*** ENTRIES PROVIDED Section Begins ***

//! 提供方客户端模块
//!
//! 负责两种远程调用（批量本地化、语言识别），并把提供方的各种错误
//! 形态归一化为统一错误类型。失败不做重试，直接传播给调用方。

// 标准库导入
use std::collections::HashMap;
use std::time::Duration;

// 第三方crate导入
use anyhow::Context;
use reqwest::Client;
use serde_json::{json, Value};
use tracing::debug;

// 本地模块导入
use crate::api_constants::{api_config, endpoint_url, service_config};
use crate::cancel::{self, CancelToken};
use crate::chunker::LocalizablePayload;
use crate::config::LocalizerConfig;
use crate::error::Result;

/// 远程本地化提供方客户端
#[derive(Debug, Clone)]
pub struct ProviderClient {
    client: Client,
    api_key: String,
    api_url: String,
}

impl ProviderClient {
    /// 从配置创建客户端
    pub fn new(config: &LocalizerConfig) -> Result<Self> {
        let client = Client::builder()
            .timeout(Duration::from_secs(service_config::REQUEST_TIMEOUT_SECONDS))
            .build()
            .context("创建HTTP客户端失败")?;

        Ok(Self {
            client,
            api_key: config.api_key().to_string(),
            api_url: config.api_url().to_string(),
        })
    }

    /// 发送一个分块的本地化请求
    ///
    /// 每个分块一个同步请求；`workflow_id`在同一顶层调用的所有分块
    /// 请求中原样复用。`source_locale`为None表示自动检测。
    #[allow(clippy::too_many_arguments)]
    pub async fn translate_chunk(
        &self,
        source_locale: Option<&str>,
        target_locale: &str,
        data: &LocalizablePayload,
        reference: Option<&HashMap<String, LocalizablePayload>>,
        workflow_id: &str,
        fast: bool,
        cancel_token: Option<&CancelToken>,
    ) -> Result<LocalizablePayload> {
        cancel::ensure_active(cancel_token)?;

        let url = endpoint_url(&self.api_url, api_config::LOCALIZE_ENDPOINT);
        let body = json!({
            "params": { "workflowId": workflow_id, "fast": fast },
            "locale": { "source": source_locale, "target": target_locale },
            "data": data,
            "reference": reference,
        });

        debug!("派发分块: {} 个条目 -> {}", data.len(), target_locale);

        let response = self
            .client
            .post(&url)
            .bearer_auth(&self.api_key)
            .json(&body)
            .send()
            .await?;

        let status = response.status().as_u16();
        let response_text = response.text().await?;

        // 请求期间触发的取消同样归一化为规范的取消错误
        cancel::ensure_active(cancel_token)?;

        parse_localize_response(status, &response_text, &self.api_url)
    }

    /// 识别一段文本的语言代码
    pub async fn recognize_locale(
        &self,
        text: &str,
        cancel_token: Option<&CancelToken>,
    ) -> Result<String> {
        cancel::ensure_active(cancel_token)?;

        let url = endpoint_url(&self.api_url, api_config::RECOGNIZE_ENDPOINT);
        let response = self
            .client
            .post(&url)
            .bearer_auth(&self.api_key)
            .json(&json!({ "text": text }))
            .send()
            .await?;

        let status = response.status().as_u16();
        let response_text = response.text().await?;

        cancel::ensure_active(cancel_token)?;

        parse_recognize_response(status, &response_text, &self.api_url)
    }
}

/// 解析本地化端点的响应
///
/// HTTP 400视为无效请求；其他非成功状态把原始响应体作为错误消息；
/// 成功但缺少`data`字段且带有`error`字段时，以该错误消息失败；
/// 其余情况返回`data`（缺失时为空映射）。
pub fn parse_localize_response(
    status: u16,
    body: &str,
    api_url: &str,
) -> Result<LocalizablePayload> {
    if status == 400 {
        let message = error_field(body).unwrap_or_else(|| body.to_string());
        return Err(crate::localizer_error!(invalid_request, message));
    }

    if !(200..300).contains(&status) {
        return Err(crate::localizer_error!(provider, status, body, api_url));
    }

    let parsed: Value = serde_json::from_str(body)
        .map_err(|e| crate::localizer_error!(parse, format!("提供方响应不是有效JSON: {}", e)))?;

    match parsed.get("data") {
        Some(Value::Object(data)) => Ok(data.clone()),
        _ => {
            if let Some(error) = parsed.get("error").and_then(Value::as_str) {
                Err(crate::localizer_error!(provider, status, error, api_url))
            } else {
                Ok(LocalizablePayload::new())
            }
        }
    }
}

/// 解析语言识别端点的响应
pub fn parse_recognize_response(status: u16, body: &str, api_url: &str) -> Result<String> {
    if !(200..300).contains(&status) {
        return Err(crate::localizer_error!(provider, status, body, api_url));
    }

    let parsed: Value = serde_json::from_str(body)
        .map_err(|e| crate::localizer_error!(parse, format!("提供方响应不是有效JSON: {}", e)))?;

    parsed
        .get("locale")
        .and_then(Value::as_str)
        .map(|locale| locale.to_string())
        .ok_or_else(|| crate::localizer_error!(parse, "提供方响应缺少locale字段"))
}

/// 从响应体中提取error字段（如果响应体是JSON对象）
fn error_field(body: &str) -> Option<String> {
    serde_json::from_str::<Value>(body)
        .ok()?
        .get("error")
        .and_then(Value::as_str)
        .map(|message| message.to_string())
}

#[cfg(test)]
mod tests {
    use super::*;
    use crate::error::LocalizerError;

    const API_URL: &str = "https://prod.api.lingo.dev";

    #[test]
    fn test_success_with_data() {
        let result =
            parse_localize_response(200, r#"{"data":{"text":"hola"}}"#, API_URL).unwrap();
        assert_eq!(result["text"], "hola");
    }

    #[test]
    fn test_success_without_data_is_empty() {
        let result = parse_localize_response(200, r#"{}"#, API_URL).unwrap();
        assert!(result.is_empty());
    }

    #[test]
    fn test_success_with_error_field_surfaces_provider_error() {
        let result = parse_localize_response(200, r#"{"error":"rate limited"}"#, API_URL);
        match result {
            Err(LocalizerError::Provider { message, .. }) => {
                assert_eq!(message, "rate limited");
            }
            other => panic!("Expected provider error, got {:?}", other),
        }
    }

    #[test]
    fn test_http_400_is_invalid_request() {
        let result = parse_localize_response(400, r#"{"error":"bad locale"}"#, API_URL);
        match result {
            Err(LocalizerError::InvalidRequest { message }) => {
                assert_eq!(message, "bad locale");
            }
            other => panic!("Expected invalid request, got {:?}", other),
        }
    }

    #[test]
    fn test_non_success_surfaces_raw_body() {
        let result = parse_localize_response(502, "upstream exploded", API_URL);
        match result {
            Err(LocalizerError::Provider {
                status_code,
                message,
                ..
            }) => {
                assert_eq!(status_code, 502);
                assert_eq!(message, "upstream exploded");
            }
            other => panic!("Expected provider error, got {:?}", other),
        }
    }

    #[test]
    fn test_recognize_response_parsing() {
        assert_eq!(
            parse_recognize_response(200, r#"{"locale":"es"}"#, API_URL).unwrap(),
            "es"
        );
        assert!(parse_recognize_response(500, "boom", API_URL).is_err());
        assert!(parse_recognize_response(200, r#"{}"#, API_URL).is_err());
    }
}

*** ENTRIES PROVIDED Section Ends ***

- [YOUR INSTRUCTIONS]:
Report the number of lines in the entries above that include the word "ProviderClient" and add nothing to it.

- [WRITTEN ANSWER]:
2